The student… well, you know students.
The spaghetti maker’s gone.

Your watch is at the pawn shop. It paid for my DVD player,
partly. The rest of the money
came from the golf clubs in the attic.
At the time, I thought they were my grandfather’s.
I felt a little guilty. But now that you ask for them,
I find myself enjoying movies even more.

The pawn ticket may be around somewhere,
probably in the garden acting as a label
for the beans or carrots. I was running out of cardboard
toward the end. I never understood gardening
until I locked the door behind you: how rich
the sound of spading dirt could be, or how unexpected
the smell of fresh-dug earth in the morning--
better than coffee. I planted everything.

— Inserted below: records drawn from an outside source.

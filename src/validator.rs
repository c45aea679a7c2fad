//! Record validation against schema documents.
//!
//! The walker assumes records conform to their schema; this module checks
//! it. The dialect is converted to a standard JSON Schema (see
//! [`SchemaDoc::to_json_schema`]) and the record's data payload is run
//! through a draft validator.

use serde_json::Value;

use crate::error::{ValidateError, ValidationError, WalkError};
use crate::record::Record;
use crate::schema::SchemaDoc;

/// Validate a record's data payload against its schema document.
///
/// # Errors
///
/// Returns `ValidateError::Walk` when the schema cannot be compiled, or
/// `ValidateError::Invalid` listing every divergence found.
pub fn validate_record(doc: &SchemaDoc, record: &Record) -> Result<(), ValidateError> {
    validate_against_schema(&doc.to_json_schema(), &record.data)
}

/// Validate a payload against an already-converted JSON Schema.
///
/// Use this when one schema checks many payloads.
pub fn validate_against_schema(schema: &Value, payload: &Value) -> Result<(), ValidateError> {
    let validator = jsonschema::validator_for(schema).map_err(|e| {
        ValidateError::Walk(WalkError::BadSchema {
            path: String::new(),
            message: e.to_string(),
        })
    })?;

    let errors: Vec<ValidationError> = validator
        .iter_errors(payload)
        .map(|e| ValidationError {
            path: e.instance_path.to_string(),
            message: e.to_string(),
        })
        .collect();

    if errors.is_empty() {
        Ok(())
    } else {
        Err(ValidateError::Invalid { errors })
    }
}
//! Error types for path walking, schema handling, and store loading.

use std::path::PathBuf;
use thiserror::Error;

/// Errors surfaced by the walker, the path lexer, and the record store.
///
/// Every walk failure carries the offending path as context. Variants map
/// to the CLI exit codes via [`WalkError::exit_code`]: IO and missing
/// records exit 3, everything else 2.
#[derive(Debug, Error)]
pub enum WalkError {
    // Path and walk errors (exit code 2)
    #[error("bad path [{path}]: {message}")]
    BadPath { path: String, message: String },

    #[error("bad schema at [{path}]: {message}")]
    BadSchema { path: String, message: String },

    #[error("unknown attribute \"{attribute}\" at [{path}]")]
    UnknownAttribute { path: String, attribute: String },

    #[error("ambiguous key \"{key}\" at [{path}]: {count} items share it")]
    AmbiguousKey {
        path: String,
        key: String,
        count: usize,
    },

    #[error("reference depth limit ({limit}) exceeded at [{path}]")]
    RefCycleExceeded { path: String, limit: usize },

    #[error("record diverges from schema at [{path}]: {message}")]
    InternalInconsistency { path: String, message: String },

    // Store errors
    #[error("not found: {message} (walking [{path}])")]
    NotFound { path: String, message: String },

    #[error("file not found: {path}")]
    FileNotFound { path: PathBuf },

    #[error("cannot read {path}: {source}")]
    ReadError {
        path: PathBuf,
        #[source]
        source: std::io::Error,
    },

    #[cfg(feature = "remote")]
    #[error("failed to fetch {url}: {source}")]
    NetworkError {
        url: String,
        #[source]
        source: reqwest::Error,
    },

    #[error("invalid JSON: {source}")]
    InvalidJson {
        #[source]
        source: serde_json::Error,
    },

    #[error("invalid record: {message}")]
    InvalidRecord { message: String },
}

impl WalkError {
    /// Returns the exit code for this error type.
    pub fn exit_code(&self) -> i32 {
        match self {
            Self::NotFound { .. } | Self::FileNotFound { .. } | Self::ReadError { .. } => 3,
            #[cfg(feature = "remote")]
            Self::NetworkError { .. } => 3,
            _ => 2,
        }
    }

    /// Replace the path context on walk-level variants.
    ///
    /// Connection errors arrive without knowledge of the path being walked;
    /// the walker stamps them so the caller sees where the failure arose.
    pub(crate) fn at_path(self, walk_path: &str) -> Self {
        match self {
            Self::BadPath { message, .. } => Self::BadPath {
                path: walk_path.to_string(),
                message,
            },
            Self::BadSchema { message, .. } => Self::BadSchema {
                path: walk_path.to_string(),
                message,
            },
            Self::NotFound { message, .. } => Self::NotFound {
                path: walk_path.to_string(),
                message,
            },
            other => other,
        }
    }
}

/// Single validation error with path context.
#[derive(Debug, Clone, serde::Serialize)]
pub struct ValidationError {
    /// JSON Pointer (RFC 6901) to the invalid field.
    pub path: String,
    /// Human-readable error message.
    pub message: String,
}

impl std::fmt::Display for ValidationError {
    fn fmt(&self, f: &mut std::fmt::Formatter<'_>) -> std::fmt::Result {
        write!(f, "{}: {}", self.path, self.message)
    }
}

/// Errors during record validation against a schema.
#[derive(Debug, Error)]
pub enum ValidateError {
    #[error(transparent)]
    Walk(#[from] WalkError),

    #[error("validation failed with {} error(s)", errors.len())]
    Invalid { errors: Vec<ValidationError> },
}

impl ValidateError {
    /// Returns the exit code for this error type.
    pub fn exit_code(&self) -> i32 {
        match self {
            ValidateError::Walk(e) => e.exit_code(),
            ValidateError::Invalid { .. } => 1,
        }
    }
}
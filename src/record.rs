//! The record envelope: a typed, versioned document with a JSON data payload.

use serde::{Deserialize, Serialize};
use serde_json::Value;

use crate::error::WalkError;

/// Reserved envelope attribute for the record id.
pub const KEY_RECORD_ID: &str = "__id";
/// Reserved envelope attribute for the record type.
pub const KEY_RECORD_TYPE: &str = "__type";
/// Reserved envelope attribute for the record version.
pub const KEY_RECORD_VER: &str = "__ver";
/// Reserved envelope attribute for the data payload.
pub const KEY_RECORD_DATA: &str = "data";

/// A stored document identified by `(type, id)`.
///
/// The `data` payload is any JSON object; it is expected (but not enforced
/// here) to conform to the schema registered under `record_type`. The
/// version string is an opaque semver triple the walker never interprets.
#[derive(Debug, Clone, Serialize, Deserialize)]
pub struct Record {
    #[serde(rename = "__id")]
    pub id: String,
    #[serde(rename = "__type")]
    pub record_type: String,
    #[serde(rename = "__ver")]
    pub version: String,
    pub data: Value,
}

impl Record {
    /// Build a record from its parts.
    pub fn new(
        record_type: impl Into<String>,
        version: impl Into<String>,
        id: impl Into<String>,
        data: Value,
    ) -> Self {
        Self {
            id: id.into(),
            record_type: record_type.into(),
            version: version.into(),
            data,
        }
    }

    /// Deserialize a record from a decoded JSON value.
    ///
    /// # Errors
    ///
    /// Returns `WalkError::InvalidRecord` when the envelope attributes are
    /// missing or malformed, when the id is empty, or when `data` is not an
    /// object.
    pub fn from_value(value: Value) -> Result<Self, WalkError> {
        let record: Record =
            serde_json::from_value(value).map_err(|e| WalkError::InvalidRecord {
                message: format!("cannot decode record envelope: {e}"),
            })?;
        if record.id.is_empty() {
            return Err(WalkError::InvalidRecord {
                message: format!("record of type [{}] has an empty {KEY_RECORD_ID}", record.record_type),
            });
        }
        if !record.data.is_object() {
            return Err(WalkError::InvalidRecord {
                message: format!(
                    "record [{}/{}] {KEY_RECORD_DATA} is not an object",
                    record.record_type, record.id
                ),
            });
        }
        Ok(record)
    }
}

#[cfg(test)]
mod tests {
    use super::*;
    use serde_json::json;

    #[test]
    fn from_value_valid() {
        let record = Record::from_value(json!({
            "__id": "data1",
            "__type": "schema1",
            "__ver": "0.0.1",
            "data": { "name": "data1" }
        }))
        .unwrap();
        assert_eq!(record.id, "data1");
        assert_eq!(record.record_type, "schema1");
        assert_eq!(record.version, "0.0.1");
        assert_eq!(record.data["name"], "data1");
    }

    #[test]
    fn from_value_missing_envelope_attr() {
        let result = Record::from_value(json!({
            "__id": "data1",
            "data": {}
        }));
        assert!(matches!(result, Err(WalkError::InvalidRecord { .. })));
    }

    #[test]
    fn from_value_empty_id() {
        let result = Record::from_value(json!({
            "__id": "",
            "__type": "schema1",
            "__ver": "0.0.1",
            "data": {}
        }));
        assert!(matches!(result, Err(WalkError::InvalidRecord { .. })));
    }

    #[test]
    fn from_value_non_object_data() {
        let result = Record::from_value(json!({
            "__id": "data1",
            "__type": "schema1",
            "__ver": "0.0.1",
            "data": "scalar"
        }));
        assert!(matches!(result, Err(WalkError::InvalidRecord { .. })));
    }

    #[test]
    fn round_trips_reserved_names() {
        let record = Record::new("schema1", "0.0.1", "data1", json!({"a": 1}));
        let value = serde_json::to_value(&record).unwrap();
        assert_eq!(value["__id"], "data1");
        assert_eq!(value["__type"], "schema1");
        assert_eq!(value["__ver"], "0.0.1");
        assert_eq!(value["data"]["a"], 1);
    }
}
//! Configuration management for guardian.
//!
//! This module provides configuration loading and validation using figment,
//! supporting TOML config files, environment variables, and defaults.

use std::path::PathBuf;
use std::time::Duration;

use figment::{
    providers::{Env, Format, Serialized, Toml},
    Figment,
};
use serde::{Deserialize, Serialize};

use crate::error::{Error, Result};

/// Default configuration file name.
const CONFIG_FILE_NAME: &str = "config.toml";

/// Default data directory name.
const DATA_DIR_NAME: &str = "guardian";

/// Default database file name.
const DATABASE_FILE_NAME: &str = "guardian.db";

/// Application configuration.
///
/// Configuration is loaded from (in order of precedence, highest first):
/// 1. Environment variables (prefixed with `GUARDIAN_`, sections separated by `__`,
///    e.g. `GUARDIAN_ADVISORY__API_KEY`)
/// 2. TOML config file at `~/.config/guardian/config.toml`
/// 3. Default values
#[derive(Debug, Clone, Default, PartialEq, Serialize, Deserialize)]
#[serde(default)]
pub struct Config {
    /// Storage configuration.
    pub storage: StorageConfig,
    /// Escape plan configuration.
    pub plan: PlanConfig,
    /// Drill session configuration.
    pub drills: DrillConfig,
    /// Remote advisory configuration.
    pub advisory: AdvisoryConfig,
}

/// Storage-related configuration.
#[derive(Debug, Clone, Default, PartialEq, Serialize, Deserialize)]
#[serde(default)]
pub struct StorageConfig {
    /// Path to the database file.
    /// Defaults to `~/.local/share/guardian/guardian.db`
    pub database_path: Option<PathBuf>,
}

/// Escape plan configuration.
#[derive(Debug, Clone, PartialEq, Serialize, Deserialize)]
#[serde(default)]
pub struct PlanConfig {
    /// Longest edge, in pixels, a stored background image may have.
    pub max_background_edge: u32,
    /// JPEG quality (1-100) used when re-encoding uploaded backgrounds.
    pub background_quality: u8,
    /// JPEG quality (1-100) used for the generated example plan.
    pub example_quality: u8,
    /// Width of the freehand overlay raster in pixels.
    pub overlay_width: u32,
    /// Height of the freehand overlay raster in pixels.
    pub overlay_height: u32,
}

/// Drill session configuration.
#[derive(Debug, Clone, PartialEq, Serialize, Deserialize)]
#[serde(default)]
pub struct DrillConfig {
    /// Interval between session timer ticks in milliseconds.
    pub tick_interval_ms: u64,
}

/// Remote advisory configuration.
#[derive(Debug, Clone, PartialEq, Serialize, Deserialize)]
#[serde(default)]
pub struct AdvisoryConfig {
    /// Whether the remote advisory query may be used at all.
    pub enabled: bool,
    /// API key for the hosted model. Without it every query falls back.
    pub api_key: Option<String>,
    /// Model name.
    pub model: String,
    /// Base URL of the generative language API.
    pub endpoint: String,
    /// Request timeout in seconds.
    pub timeout_secs: u64,
    /// Sampling temperature.
    pub temperature: f32,
}

impl Default for PlanConfig {
    fn default() -> Self {
        Self {
            max_background_edge: 1000,
            background_quality: 50,
            example_quality: 60,
            overlay_width: 800,
            overlay_height: 600,
        }
    }
}

impl Default for DrillConfig {
    fn default() -> Self {
        Self {
            tick_interval_ms: 1000,
        }
    }
}

impl Default for AdvisoryConfig {
    fn default() -> Self {
        Self {
            enabled: true,
            api_key: None,
            model: "gemini-2.5-flash".to_string(),
            endpoint: "https://generativelanguage.googleapis.com/v1beta".to_string(),
            timeout_secs: 30,
            temperature: 0.4,
        }
    }
}

impl Config {
    /// Load configuration from all sources.
    ///
    /// # Errors
    ///
    /// Returns an error if configuration loading or parsing fails.
    pub fn load() -> Result<Self> {
        Self::load_from(None)
    }

    /// Load configuration with an optional custom config path.
    ///
    /// # Errors
    ///
    /// Returns an error if configuration loading or parsing fails.
    pub fn load_from(config_path: Option<PathBuf>) -> Result<Self> {
        let config_file = config_path.unwrap_or_else(Self::default_config_path);

        let figment = Figment::new()
            .merge(Serialized::defaults(Config::default()))
            .merge(Toml::file(&config_file))
            .merge(Env::prefixed("GUARDIAN_").split("__"));

        let config: Config = figment.extract()?;
        config.validate()?;
        Ok(config)
    }

    /// Get the default configuration file path.
    #[must_use]
    pub fn default_config_path() -> PathBuf {
        dirs::config_dir()
            .unwrap_or_else(|| PathBuf::from(".config"))
            .join(DATA_DIR_NAME)
            .join(CONFIG_FILE_NAME)
    }

    /// Get the default data directory path.
    #[must_use]
    pub fn default_data_dir() -> PathBuf {
        dirs::data_local_dir()
            .unwrap_or_else(|| PathBuf::from(".local/share"))
            .join(DATA_DIR_NAME)
    }

    /// Validate the configuration.
    ///
    /// # Errors
    ///
    /// Returns an error if any configuration values are invalid.
    pub fn validate(&self) -> Result<()> {
        if self.plan.max_background_edge == 0 {
            return Err(validation("max_background_edge must be greater than 0"));
        }

        for (name, quality) in [
            ("background_quality", self.plan.background_quality),
            ("example_quality", self.plan.example_quality),
        ] {
            if !(1..=100).contains(&quality) {
                return Err(validation(format!(
                    "{name} must be between 1 and 100, got {quality}"
                )));
            }
        }

        if self.plan.overlay_width == 0 || self.plan.overlay_height == 0 {
            return Err(validation("overlay dimensions must be greater than 0"));
        }

        if self.drills.tick_interval_ms == 0 {
            return Err(validation("tick_interval_ms must be greater than 0"));
        }

        if !(0.0..=2.0).contains(&self.advisory.temperature) {
            return Err(validation(format!(
                "temperature must be between 0 and 2, got {}",
                self.advisory.temperature
            )));
        }

        if self.advisory.timeout_secs == 0 {
            return Err(validation("timeout_secs must be greater than 0"));
        }

        Ok(())
    }

    /// Get the database path, resolving defaults if not set.
    #[must_use]
    pub fn database_path(&self) -> PathBuf {
        self.storage
            .database_path
            .clone()
            .unwrap_or_else(|| Self::default_data_dir().join(DATABASE_FILE_NAME))
    }

    /// Get the drill tick interval as a Duration.
    #[must_use]
    pub fn tick_interval(&self) -> Duration {
        Duration::from_millis(self.drills.tick_interval_ms)
    }
}

fn validation(message: impl Into<String>) -> Error {
    Error::ConfigValidation {
        message: message.into(),
    }
}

You understand? Every last scrap of clothing
you left in this house is buried
under my vegetables.

The garden is chaotic, I admit.
There was an addiction in mixing dirt and water,
in watching all your belongings disappear
under black, sodden earth. There are earthworms,
too; very healthy for the roots, I’m told.
Perhaps not for your cotton shirts.
I will leave th gate unlocked. Consider
the pawn ticket my last words to you. Walk carefully
when you come; stay out of the dirt.
It’s not that I care if your shoes get muddy--
this is not a lesson in civility--
but I am growing something out of what
you left behind, and there is nothing here,
not even the dirt, that is yours to harvest.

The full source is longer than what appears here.